I’m sure you’ve seen pictures like those in your Twitter feed in the past few days. If you wondered what they were, they are images generated by an AI called DALL·E mini. If you’ve never seen those, you need to read this article because you are missing out. If you wonder how this is possible, well, you are on the perfect article and will know the answer in less than five minutes.

This name, DALL·E, must already ring a bell as I covered two versions of this model made by Open AI in the past year with incredible results. But this one is different. DALL·E mini is an open-source community-created project inspired by the first version of DALL·E and has kept on evolving since then, with now incredible results thanks to Boris Dayma and all contributors.

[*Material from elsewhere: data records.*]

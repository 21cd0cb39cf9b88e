//! Value table and accumulated agent knowledge

use std::collections::{BTreeMap, HashMap, HashSet};

use serde::{Deserialize, Serialize};

use smartcab_core::Action;

use crate::state::StateKey;

/// Optimistic starting estimate for every (state, action) pair
pub const DEFAULT_INITIAL_VALUE: f64 = 1.0;

/// Estimates for the four actions of one state, indexed by [`Action::index`]
#[derive(Debug, Clone, Copy, PartialEq)]
pub struct ActionValues([f64; Action::COUNT]);

impl ActionValues {
    pub fn filled(value: f64) -> Self {
        Self([value; Action::COUNT])
    }

    pub fn get(&self, action: Action) -> f64 {
        self.0[action.index()]
    }

    pub fn set(&mut self, action: Action, value: f64) {
        self.0[action.index()] = value;
    }

    /// Highest-valued action; ties go to the earliest in canonical order
    pub fn best_action(&self) -> Action {
        let mut best = Action::ALL[0];
        for action in Action::ALL.into_iter().skip(1) {
            if self.get(action) > self.get(best) {
                best = action;
            }
        }
        best
    }

    pub fn max_value(&self) -> f64 {
        self.0.iter().copied().fold(f64::NEG_INFINITY, f64::max)
    }

    pub fn iter(&self) -> impl Iterator<Item = (Action, f64)> + '_ {
        Action::ALL.into_iter().map(|action| (action, self.get(action)))
    }

    /// Named view used by exporters: `{"left": .., "right": .., ..}`
    pub fn to_map(&self) -> BTreeMap<Action, f64> {
        self.iter().collect()
    }
}

/// Tabular memory mapping each visited state to its action estimates.
///
/// Rows are created whole: once a state is touched all four actions have an
/// entry. Rows are never removed.
#[derive(Debug, Clone)]
pub struct ValueTable {
    rows: HashMap<StateKey, ActionValues>,
    initial_value: f64,
}

impl ValueTable {
    pub fn new(initial_value: f64) -> Self {
        Self {
            rows: HashMap::new(),
            initial_value,
        }
    }

    pub fn initial_value(&self) -> f64 {
        self.initial_value
    }

    /// Insert the default row for `state` if absent. Idempotent.
    pub fn ensure_initialized(&mut self, state: StateKey) -> &mut ActionValues {
        let initial = self.initial_value;
        self.rows
            .entry(state)
            .or_insert_with(|| ActionValues::filled(initial))
    }

    /// Read-only accessor; `None` for states never touched
    pub fn lookup(&self, state: &StateKey, action: Action) -> Option<f64> {
        self.rows.get(state).map(|row| row.get(action))
    }

    /// Initialising read: populates the row on first touch, then returns
    /// the estimate for `action`.
    pub fn get(&mut self, state: StateKey, action: Action) -> f64 {
        self.ensure_initialized(state).get(action)
    }

    pub fn set(&mut self, state: StateKey, action: Action, value: f64) {
        self.ensure_initialized(state).set(action, value);
    }

    pub fn row(&self, state: &StateKey) -> Option<&ActionValues> {
        self.rows.get(state)
    }

    /// Greedy action for `state`, initialising the row if needed
    pub fn best_action(&mut self, state: StateKey) -> Action {
        self.ensure_initialized(state).best_action()
    }

    /// Largest estimate for `state`, initialising the row if needed
    pub fn max_value(&mut self, state: StateKey) -> f64 {
        self.ensure_initialized(state).max_value()
    }

    pub fn len(&self) -> usize {
        self.rows.len()
    }

    pub fn is_empty(&self) -> bool {
        self.rows.is_empty()
    }

    pub fn iter(&self) -> impl Iterator<Item = (&StateKey, &ActionValues)> {
        self.rows.iter()
    }

    /// Rows ordered by state key, for stable output
    pub fn sorted_rows(&self) -> Vec<(StateKey, ActionValues)> {
        let mut rows: Vec<_> = self.rows.iter().map(|(k, v)| (*k, *v)).collect();
        rows.sort_by(|a, b| a.0.cmp(&b.0));
        rows
    }

    /// Overwrite estimates from a snapshot. Missing actions get the initial value.
    pub fn merge_snapshot(&mut self, snapshot: &TableSnapshot) {
        for (state, values) in &snapshot.rows {
            let row = self.ensure_initialized(*state);
            for (action, value) in values {
                row.set(*action, *value);
            }
        }
    }

    pub fn snapshot(&self) -> TableSnapshot {
        TableSnapshot {
            rows: self
                .rows
                .iter()
                .map(|(state, row)| (*state, row.to_map()))
                .collect(),
        }
    }
}

impl Default for ValueTable {
    fn default() -> Self {
        Self::new(DEFAULT_INITIAL_VALUE)
    }
}

/// Serialisable dump of a value table: state -> {action: value}
#[derive(Debug, Clone, Default, PartialEq, Serialize, Deserialize)]
#[serde(transparent)]
pub struct TableSnapshot {
    pub rows: BTreeMap<StateKey, BTreeMap<Action, f64>>,
}

/// Everything the agent has learned across trials.
///
/// Owned by the driver and lent to the agent for each step, so several
/// agents (or a fresh agent in a later run) can share one body of knowledge.
#[derive(Debug, Clone, Default)]
pub struct Knowledge {
    pub table: ValueTable,
    visited: HashSet<StateKey>,
}

impl Knowledge {
    pub fn new(initial_value: f64) -> Self {
        Self {
            table: ValueTable::new(initial_value),
            visited: HashSet::new(),
        }
    }

    /// Whether the random branch of the policy has explored `state`
    pub fn is_visited(&self, state: &StateKey) -> bool {
        self.visited.contains(state)
    }

    /// Returns true when the state was not previously marked
    pub fn mark_visited(&mut self, state: StateKey) -> bool {
        self.visited.insert(state)
    }

    pub fn visited_count(&self) -> usize {
        self.visited.len()
    }

    /// Seed from a snapshot. Imported states count as visited so the policy
    /// may exploit them immediately.
    pub fn warm_start(&mut self, snapshot: &TableSnapshot) {
        self.table.merge_snapshot(snapshot);
        self.visited.extend(snapshot.rows.keys().copied());
    }
}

Yes, this means you can play with it right away, thanks to huggingface.
The link is in the references below, but give this article a few more seconds before playing with it. It will be worth it, and you’ll know much more about this AI than everyone you know around you.

At the core, DALL·E mini is very similar to DALL·E, so my initial video on the model is a great introduction to this one. It has two main components, as you suspect, a language and an image module.

First, it has to understand the text prompt and then generate images following it, two very different things requiring two very different models. The main differences with DALL·E lie in the model’s architectures and training data, but the end-to-end process is pretty much the same. Here, we have a language model called BART. BART is a model trained to transform text input into a language understandable for the next model. During training, we feed pairs of images with captions to DALL·E mini. BART takes the text caption and transforms it into discrete tokens, and we adjust it based on the difference between the generated image and the image sent as input.

But then, what is this thing here that generates the image? We call this a decoder. It will take this new caption representation produced by BART, which we call an encoding, and will decode it into an image. In this case, the image decoder is VQGAN, a model I already covered on the channel, so I definitely invite you to watch it if you are interested.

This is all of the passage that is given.